#### [DATA TO PROCESS]
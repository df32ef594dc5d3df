//! In-process runtime: launches the ranks of a world as OS threads.
//!
//! Ranks share no data. The world is a star: every rank is linked to one hub
//! rank, and each (source, destination, channel) triple on a spoke gets its
//! own FIFO link that only encoded payloads cross. Dropping an endpoint
//! closes its links, so a peer blocked on a receive from it fails with
//! [`BatchError::Disconnected`] instead of waiting forever.

use super::{Channel, Communicator};
use crate::core::constants::COORDINATOR_RANK;
use crate::core::error::{BatchError, Result};
use crate::core::types::Rank;
use std::collections::HashMap;
use std::sync::mpsc::{self, Receiver, Sender};
use std::thread;

type Link = (Rank, Channel);

/// Endpoint of one rank in a [`LocalWorld`].
#[derive(Debug)]
pub struct LocalCommunicator {
    rank: Rank,
    size: usize,
    outbound: HashMap<Link, Sender<Vec<u8>>>,
    inbound: HashMap<Link, Receiver<Vec<u8>>>,
}

impl LocalCommunicator {
    fn check_peer(&self, peer: Rank) -> Result<()> {
        if peer >= self.size || peer == self.rank {
            return Err(BatchError::InvalidRank {
                rank: peer,
                size: self.size,
            });
        }
        Ok(())
    }
}

impl Communicator for LocalCommunicator {
    fn rank(&self) -> Rank {
        self.rank
    }

    fn size(&self) -> usize {
        self.size
    }

    fn send_bytes(&self, dest: Rank, channel: Channel, payload: Vec<u8>) -> Result<()> {
        self.check_peer(dest)?;
        let link = self
            .outbound
            .get(&(dest, channel))
            .ok_or_else(|| {
                BatchError::internal(format!("rank {} has no {} link to rank {}", self.rank, channel, dest))
            })?;
        log::trace!(
            "rank {} -> rank {} [{}]: {} bytes",
            self.rank,
            dest,
            channel,
            payload.len()
        );
        link.send(payload)
            .map_err(|_| BatchError::disconnected(dest, channel))
    }

    fn recv_bytes(&self, source: Rank, channel: Channel) -> Result<Vec<u8>> {
        self.check_peer(source)?;
        let link = self
            .inbound
            .get(&(source, channel))
            .ok_or_else(|| {
                BatchError::internal(format!("rank {} has no {} link from rank {}", self.rank, channel, source))
            })?;
        let payload = link
            .recv()
            .map_err(|_| BatchError::disconnected(source, channel))?;
        log::trace!(
            "rank {} <- rank {} [{}]: {} bytes",
            self.rank,
            source,
            channel,
            payload.len()
        );
        Ok(payload)
    }
}

/// A world of `size` endpoints wired as a star around one hub rank.
#[derive(Debug)]
pub struct LocalWorld {
    endpoints: Vec<LocalCommunicator>,
}

impl LocalWorld {
    /// Star world around [`COORDINATOR_RANK`].
    pub fn new(size: usize) -> Result<Self> {
        Self::with_hub(size, COORDINATOR_RANK)
    }

    /// Wire one link per channel in each direction between `hub` and every
    /// other rank.
    ///
    /// Ranks other than the hub have no link to each other; messaging
    /// between two of them fails with an internal error.
    pub fn with_hub(size: usize, hub: Rank) -> Result<Self> {
        if size == 0 {
            return Err(BatchError::invalid_parameter(
                "num_processes",
                "0",
                "a world needs at least one rank",
            ));
        }
        if hub >= size {
            return Err(BatchError::InvalidRank { rank: hub, size });
        }

        let mut endpoints: Vec<LocalCommunicator> = (0..size)
            .map(|rank| LocalCommunicator {
                rank,
                size,
                outbound: HashMap::new(),
                inbound: HashMap::new(),
            })
            .collect();

        for peer in (0..size).filter(|&peer| peer != hub) {
            for channel in Channel::ALL {
                connect(&mut endpoints, hub, peer, channel);
                connect(&mut endpoints, peer, hub, channel);
            }
        }

        Ok(LocalWorld { endpoints })
    }

    /// Number of ranks.
    pub fn size(&self) -> usize {
        self.endpoints.len()
    }

    /// Take the endpoints, in rank order.
    pub fn into_endpoints(self) -> Vec<LocalCommunicator> {
        self.endpoints
    }

    /// Run `body` once per rank of a star world around
    /// [`COORDINATOR_RANK`], each on its own thread, and wait for all.
    ///
    /// Results come back in rank order. If any rank fails, the run fails; a
    /// root-cause error is preferred over the disconnections it triggers on
    /// the other ranks.
    pub fn launch<F, R>(size: usize, body: F) -> Result<Vec<R>>
    where
        F: Fn(LocalCommunicator) -> Result<R> + Sync,
        R: Send,
    {
        Self::new(size)?.run(body)
    }

    /// Like [`LocalWorld::launch`], with the star centred on `hub`.
    pub fn launch_with_hub<F, R>(size: usize, hub: Rank, body: F) -> Result<Vec<R>>
    where
        F: Fn(LocalCommunicator) -> Result<R> + Sync,
        R: Send,
    {
        Self::with_hub(size, hub)?.run(body)
    }

    fn run<F, R>(self, body: F) -> Result<Vec<R>>
    where
        F: Fn(LocalCommunicator) -> Result<R> + Sync,
        R: Send,
    {
        let size = self.size();
        let endpoints = self.into_endpoints();
        let body = &body;

        let outcomes: Vec<Result<R>> = thread::scope(|scope| {
            let mut handles = Vec::with_capacity(size);
            for comm in endpoints {
                let rank = comm.rank();
                let handle = thread::Builder::new()
                    .name(format!("rank-{}", rank))
                    .spawn_scoped(scope, move || body(comm));
                match handle {
                    Ok(handle) => handles.push((rank, RankHandle::Running(handle))),
                    Err(err) => {
                        // endpoints not yet spawned are dropped here, which
                        // unblocks the ranks already running
                        log::error!("failed to spawn rank {}: {}", rank, err);
                        handles.push((rank, RankHandle::FailedToSpawn(err)));
                        break;
                    }
                }
            }
            handles
                .into_iter()
                .map(|(rank, handle)| handle.join(rank))
                .collect()
        });

        let mut results = Vec::with_capacity(outcomes.len());
        let mut errors = Vec::new();
        for (rank, outcome) in outcomes.into_iter().enumerate() {
            match outcome {
                Ok(value) => results.push(value),
                Err(err) => {
                    log::debug!("rank {} failed: {}", rank, err);
                    errors.push(err);
                }
            }
        }

        if errors.is_empty() {
            return Ok(results);
        }
        let root_cause = errors
            .iter()
            .position(|err| !matches!(err, BatchError::Disconnected { .. }))
            .unwrap_or(0);
        Err(errors.swap_remove(root_cause))
    }
}

fn connect(endpoints: &mut [LocalCommunicator], source: Rank, dest: Rank, channel: Channel) {
    let (tx, rx) = mpsc::channel();
    endpoints[source].outbound.insert((dest, channel), tx);
    endpoints[dest].inbound.insert((source, channel), rx);
}

/// Joinable stand-in for a rank thread.
enum RankHandle<'scope, R> {
    Running(thread::ScopedJoinHandle<'scope, Result<R>>),
    FailedToSpawn(std::io::Error),
}

impl<'scope, R> RankHandle<'scope, R> {
    fn join(self, rank: Rank) -> Result<R> {
        match self {
            RankHandle::Running(handle) => handle
                .join()
                .map_err(|_| BatchError::internal(format!("rank {} panicked", rank)))?,
            RankHandle::FailedToSpawn(err) => Err(err.into()),
        }
    }
}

#### [INSTRUCTIONS TO FOLLOW]
Beginning with the line that contains "a rank thread.", return every line to the end of the listing, unchanged, and nothing else.

#### [TASK ANSWER]
/// Joinable stand-in for a rank thread.
enum RankHandle<'scope, R> {
    Running(thread::ScopedJoinHandle<'scope, Result<R>>),
    FailedToSpawn(std::io::Error),
}

impl<'scope, R> RankHandle<'scope, R> {
    fn join(self, rank: Rank) -> Result<R> {
        match self {
            RankHandle::Running(handle) => handle
                .join()
                .map_err(|_| BatchError::internal(format!("rank {} panicked", rank)))?,
            RankHandle::FailedToSpawn(err) => Err(err.into()),
        }
    }
}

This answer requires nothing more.